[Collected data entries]
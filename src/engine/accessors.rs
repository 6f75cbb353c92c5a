//! Read-only query methods and scene lifecycle helpers for
//! [`GalleryEngine`].

use glam::Vec2;
use log::info;

use super::GalleryEngine;
use crate::camera::controller::OrbitController;
use crate::camera::core::{Camera, CameraUniform};
use crate::content::{GalleryContent, ViewpointRegistry};
use crate::error::GalleryError;
use crate::scene::{tag_exhibits, EntityRegistry, InteractiveEntity, SceneMesh};
use crate::session::{InteractionMode, InteractionSession};

// ── Camera ──

impl GalleryEngine {
    /// The live camera.
    pub fn camera(&self) -> &Camera {
        &self.camera
    }

    /// The orbit controller.
    pub fn controller(&self) -> &OrbitController {
        &self.controller
    }

    /// Snapshot for host renderers.
    pub fn camera_uniform(&self) -> CameraUniform {
        CameraUniform::from_camera(&self.camera)
    }

    /// Viewport size in pixels.
    pub fn viewport(&self) -> Vec2 {
        self.viewport
    }

    /// Update the viewport after a window or canvas resize.
    pub fn resize(&mut self, width: f32, height: f32) {
        self.viewport = Vec2::new(width.max(0.0), height.max(0.0));
        self.camera.aspect = super::aspect_ratio(self.viewport);
        self.controller.resize(self.viewport.y);
    }
}

// ── Session ──

impl GalleryEngine {
    /// The interaction session.
    pub fn session(&self) -> &InteractionSession {
        &self.session
    }

    /// Whether the camera is free or in a scripted transition.
    pub fn mode(&self) -> InteractionMode {
        self.session.mode()
    }

    /// Whether a scripted transition is in flight.
    pub fn is_transitioning(&self) -> bool {
        !self.session.is_free()
    }
}

// ── Content and entities ──

impl GalleryEngine {
    /// Loaded gallery content.
    pub fn content(&self) -> &GalleryContent {
        &self.content
    }

    /// All viewpoints.
    pub fn viewpoints(&self) -> &ViewpointRegistry {
        &self.content.viewpoints
    }

    /// Registered interactive entities.
    pub fn entities(&self) -> &EntityRegistry {
        &self.entities
    }

    /// Register entities, skipping duplicate ids. Returns how many were
    /// added.
    pub fn register_entities(
        &mut self,
        entities: impl IntoIterator<Item = InteractiveEntity>,
    ) -> usize {
        self.entities.extend(entities)
    }

    /// Tag the loaded meshes and register the exhibits among them.
    ///
    /// Called once the asset loader finishes. A failed load passes an empty
    /// slice and leaves only the markers pickable.
    pub fn register_meshes(&mut self, meshes: &[SceneMesh]) -> usize {
        let exhibits = tag_exhibits(meshes, &self.content.exhibits);
        let added = self.entities.extend(exhibits);
        info!(
            "scene loaded: {} meshes, {added} exhibits, {} pickable entities",
            meshes.len(),
            self.entities.len()
        );
        added
    }

    /// Unregister one entity.
    pub fn remove_entity(&mut self, id: &str) -> Result<InteractiveEntity, GalleryError> {
        self.entities.remove(id)
    }

    /// Unregister everything (scene teardown).
    pub fn clear_entities(&mut self) {
        self.entities.clear();
    }
}
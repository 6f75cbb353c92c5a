//! The info panel collaborator.

use log::info;
use web_time::Duration;

/// Text shown to the user about a picked entity.
#[derive(Debug, Clone, PartialEq, Eq)]
pub struct PanelContent {
    /// Heading.
    pub title: String,
    /// Body text, possibly several lines.
    pub body: String,
}

/// Host-side panel that displays entity information.
///
/// The engine only ever writes to the panel; it never reads state back.
pub trait InfoPanel {
    /// Show `content`, hiding it again after `auto_hide`.
    fn show(&mut self, content: &PanelContent, auto_hide: Duration);
}

/// Panel that writes to the log. Used when the host supplies none.
#[derive(Debug, Clone, Copy, Default)]
pub struct LogPanel;

impl InfoPanel for LogPanel {
    fn show(&mut self, content: &PanelContent, auto_hide: Duration) {
        info!(
            "[{:.1}s] {}: {}",
            auto_hide.as_secs_f32(),
            content.title,
            content.body
        );
    }
}
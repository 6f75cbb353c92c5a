use rustc_hash::FxHashMap;

use crate::scene::EntityMetadata;

/// Description used for exhibits missing from the catalogue.
pub const MISSING_DESCRIPTION: &str = "No description available.";

/// Exhibit metadata keyed by mesh name.
#[derive(Debug, Clone, Default)]
pub struct ExhibitCatalog {
    entries: FxHashMap<String, EntityMetadata>,
}

impl ExhibitCatalog {
    /// Empty catalogue.
    #[must_use]
    pub fn new() -> Self {
        Self::default()
    }

    /// Add or replace the entry for `mesh`.
    pub fn insert(&mut self, mesh: impl Into<String>, metadata: EntityMetadata) {
        let _ = self.entries.insert(mesh.into(), metadata);
    }

    /// Catalogued metadata, if any.
    #[must_use]
    pub fn get(&self, mesh: &str) -> Option<&EntityMetadata> {
        self.entries.get(mesh)
    }

    /// Metadata for `mesh`, falling back to its name as the title.
    #[must_use]
    pub fn metadata_for(&self, mesh: &str) -> EntityMetadata {
        self.entries
            .get(mesh)
            .cloned()
            .unwrap_or_else(|| EntityMetadata::new(mesh, MISSING_DESCRIPTION))
    }

    /// Number of entries.
    #[must_use]
    pub fn len(&self) -> usize {
        self.entries.len()
    }

    /// Whether the catalogue is empty.
    #[must_use]
    pub fn is_empty(&self) -> bool {
        self.entries.is_empty()
    }
}
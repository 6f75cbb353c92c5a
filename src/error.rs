//! Crate-level error types.

use std::fmt;

/// Errors produced by the galleria crate.
///
/// Only configuration and registration paths return these. Navigation
/// faults at runtime (a marker pointing at a missing viewpoint, an empty
/// scene, a superseded transition) degrade silently and are logged instead.
#[derive(Debug)]
pub enum GalleryError {
    /// Generic I/O failure.
    Io(std::io::Error),
    /// TOML options parsing/serialization failure.
    OptionsParse(String),
    /// Gallery content (viewpoints, markers, exhibits) failed to parse.
    ContentParse(String),
    /// A content entry describes a pose that is not exactly one of
    /// look-at or explicit Euler.
    InvalidPose {
        /// Key of the offending viewpoint or marker.
        key: String,
        /// What is wrong with it.
        reason: &'static str,
    },
    /// Two viewpoints share the same key.
    DuplicateViewpoint(String),
    /// Two interactive entities share the same id.
    DuplicateEntity(String),
    /// No interactive entity is registered under this id.
    UnknownEntity(String),
}

impl fmt::Display for GalleryError {
    fn fmt(&self, f: &mut fmt::Formatter<'_>) -> fmt::Result {
        match self {
            Self::Io(e) => write!(f, "I/O error: {e}"),
            Self::OptionsParse(msg) => {
                write!(f, "options parse error: {msg}")
            }
            Self::ContentParse(msg) => {
                write!(f, "content parse error: {msg}")
            }
            Self::InvalidPose { key, reason } => {
                write!(f, "invalid pose for '{key}': {reason}")
            }
            Self::DuplicateViewpoint(key) => {
                write!(f, "duplicate viewpoint key '{key}'")
            }
            Self::DuplicateEntity(id) => {
                write!(f, "duplicate interactive entity id '{id}'")
            }
            Self::UnknownEntity(id) => {
                write!(f, "no interactive entity with id '{id}'")
            }
        }
    }
}

impl std::error::Error for GalleryError {
    fn source(&self) -> Option<&(dyn std::error::Error + 'static)> {
        match self {
            Self::Io(e) => Some(e),
            _ => None,
        }
    }
}

impl From<std::io::Error> for GalleryError {
    fn from(e: std::io::Error) -> Self {
        Self::Io(e)
    }
}
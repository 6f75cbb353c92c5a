//! Input handling: event types, the click/drag state machine, and the
//! input processor that converts raw events into gallery commands.

/// Platform-agnostic input events.
pub mod event;
/// Cursor tracking and click-versus-drag detection.
pub(crate) mod mouse;
/// Converts raw events into gallery commands.
pub mod processor;

pub use event::{InputEvent, MouseButton};
pub use processor::InputProcessor;
//! Options methods for GalleryEngine

use super::GalleryEngine;
use crate::options::Options;

impl GalleryEngine {
    /// Current options.
    pub fn options(&self) -> &Options {
        &self.options
    }

    /// Replace options and apply all changes to subsystems.
    pub fn set_options(&mut self, new: Options) {
        self.options = new;
        self.apply_options();
    }

    /// Push current option values to the camera, controller and animator.
    /// A transition already in flight keeps its duration and easing.
    pub fn apply_options(&mut self) {
        self.apply_camera();
        self.animator.configure(&self.options.navigation);
    }

    /// Push camera options to the projection and controller.
    fn apply_camera(&mut self) {
        let co = &self.options.camera;
        self.camera.fovy = co.fovy;
        self.camera.znear = co.znear;
        self.camera.zfar = co.zfar;
        self.controller.configure(co);
    }
}

#[cfg(test)]
mod tests {
    use glam::Vec3;
    use web_time::{Duration, Instant};

    use super::*;
    use crate::content::GalleryContent;
    use crate::session::InteractionMode;

    #[test]
    fn camera_options_reach_projection() {
        let mut engine =
            GalleryEngine::new(Options::default(), GalleryContent::default(), 800.0, 600.0);
        let mut options = Options::default();
        options.camera.fovy = 45.0;
        options.camera.zfar = 200.0;
        options.navigation.transition_seconds = 0.5;
        engine.set_options(options);

        assert_eq!(engine.camera().fovy, 45.0);
        assert_eq!(engine.camera().zfar, 200.0);
        assert_eq!(engine.options().navigation.transition_seconds, 0.5);
    }

    #[test]
    fn nan_polar_angle_from_toml_builds_an_engine() {
        let options = Options::from_toml("[camera]\nmin_polar_angle = nan").unwrap();
        let mut engine =
            GalleryEngine::new(options, GalleryContent::builtin().unwrap(), 800.0, 600.0);
        let now = Instant::now();
        let _ = engine.frame(now);
        let _ = engine.frame(now + Duration::from_millis(16));
        assert!(engine.camera().eye.is_finite());
    }

    #[test]
    fn oversized_transition_time_saturates() {
        let options = Options::from_toml("[navigation]\ntransition_seconds = 1e30").unwrap();
        let mut engine =
            GalleryEngine::new(options, GalleryContent::builtin().unwrap(), 800.0, 600.0);
        let start = engine.camera().eye;
        let now = Instant::now();
        assert!(engine.go_to_viewpoint("Room 1", now));
        let _ = engine.frame(now + Duration::from_secs(60));
        assert_eq!(engine.mode(), InteractionMode::Transitioning);
        assert!(engine.camera().eye.is_finite());
        assert!((engine.camera().eye - start).length() < 1e-3);
        assert_ne!(engine.camera().eye, Vec3::new(4.03, 2.21, -1.64));
    }
}
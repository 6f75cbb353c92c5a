use glam::{Mat4, Quat, Vec3};

use super::pose::{CameraPose, EulerDegrees, PoseOrientation};

/// Perspective camera defined by eye position, rotation, and projection
/// parameters.
///
/// The camera looks down its local -Z axis with +Y up. Rotation is stored
/// directly so explicit Euler viewpoints keep their roll until the orbit
/// controller re-aims the camera.
#[derive(Debug, Clone, PartialEq)]
pub struct Camera {
    /// Eye (camera) position in world space.
    pub eye: Vec3,
    /// World-space orientation.
    pub rotation: Quat,
    /// Viewport aspect ratio (width / height).
    pub aspect: f32,
    /// Vertical field of view in degrees.
    pub fovy: f32,
    /// Near clipping plane distance.
    pub znear: f32,
    /// Far clipping plane distance.
    pub zfar: f32,
}

#[repr(C)]
#[derive(Debug, Copy, Clone, bytemuck::Pod, bytemuck::Zeroable)]
/// Uniform-buffer layout of the camera for host renderers.
pub struct CameraUniform {
    /// Combined view-projection matrix.
    pub view_proj: [[f32; 4]; 4],
    /// Camera world-space position.
    pub position: [f32; 3],
    /// Viewport aspect ratio.
    pub aspect: f32,
    /// Camera forward direction.
    pub forward: [f32; 3],
    /// Vertical field of view in degrees.
    pub fovy: f32,
}

impl Camera {
    /// Camera at `eye` aimed at `target`.
    pub fn new(eye: Vec3, target: Vec3, fovy: f32, aspect: f32) -> Self {
        let mut camera = Self {
            eye,
            rotation: Quat::IDENTITY,
            aspect,
            fovy,
            znear: 0.1,
            zfar: 1000.0,
        };
        camera.look_at(target);
        camera
    }

    /// Unit vector the camera is looking along.
    pub fn forward(&self) -> Vec3 {
        self.rotation * Vec3::NEG_Z
    }

    /// Camera-space up direction in world space.
    pub fn up(&self) -> Vec3 {
        self.rotation * Vec3::Y
    }

    /// Camera-space right direction in world space.
    pub fn right(&self) -> Vec3 {
        self.rotation * Vec3::X
    }

    /// Re-aim the camera at `target`, keeping world +Y as up.
    ///
    /// Degenerate targets (on the eye, or straight above/below it) leave the
    /// rotation untouched.
    pub fn look_at(&mut self, target: Vec3) {
        let Some(dir) = (target - self.eye).try_normalize() else {
            return;
        };
        if dir.cross(Vec3::Y).length_squared() < 1e-12 {
            return;
        }
        let view = Mat4::look_at_rh(self.eye, target, Vec3::Y);
        self.rotation = Quat::from_mat4(&view).inverse().normalize();
    }

    /// Set rotation from explicit Euler angles.
    pub fn set_euler(&mut self, angles: EulerDegrees) {
        self.rotation = angles.to_quat();
    }

    /// Apply a pose's position and orientation at once.
    pub fn apply_pose(&mut self, pose: &CameraPose) {
        self.eye = pose.position;
        match pose.orientation {
            PoseOrientation::LookAt(target) => self.look_at(target),
            PoseOrientation::Euler(angles) => self.set_euler(angles),
        }
    }

    /// Current pose, expressed with explicit Euler orientation.
    pub fn pose(&self) -> CameraPose {
        CameraPose::euler(self.eye, EulerDegrees::from_quat(self.rotation))
    }

    /// World-to-view matrix.
    pub fn build_view(&self) -> Mat4 {
        Mat4::from_rotation_translation(self.rotation, self.eye).inverse()
    }

    /// Projection matrix ([0,1] depth range).
    pub fn build_projection(&self) -> Mat4 {
        Mat4::perspective_rh(
            self.fovy.to_radians(),
            self.aspect,
            self.znear,
            self.zfar,
        )
    }

    /// Build the combined view-projection matrix.
    pub fn build_matrix(&self) -> Mat4 {
        self.build_projection() * self.build_view()
    }
}

impl CameraUniform {
    /// Snapshot the given camera's current state.
    pub fn from_camera(camera: &Camera) -> Self {
        Self {
            view_proj: camera.build_matrix().to_cols_array_2d(),
            position: camera.eye.to_array(),
            aspect: camera.aspect,
            forward: camera.forward().to_array(),
            fovy: camera.fovy,
        }
    }
}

## WHAT TO WORK ON
One stretch of the lines above is wanted, from the line that contains "Snapshot for host renderers." through the line that contains "self.viewport = Vec2::new(width.max(0.0), height.max(0.0));". Output it exactly.

## REPLY
    /// Snapshot for host renderers.
    pub fn camera_uniform(&self) -> CameraUniform {
        CameraUniform::from_camera(&self.camera)
    }

    /// Viewport size in pixels.
    pub fn viewport(&self) -> Vec2 {
        self.viewport
    }

    /// Update the viewport after a window or canvas resize.
    pub fn resize(&mut self, width: f32, height: f32) {
        self.viewport = Vec2::new(width.max(0.0), height.max(0.0));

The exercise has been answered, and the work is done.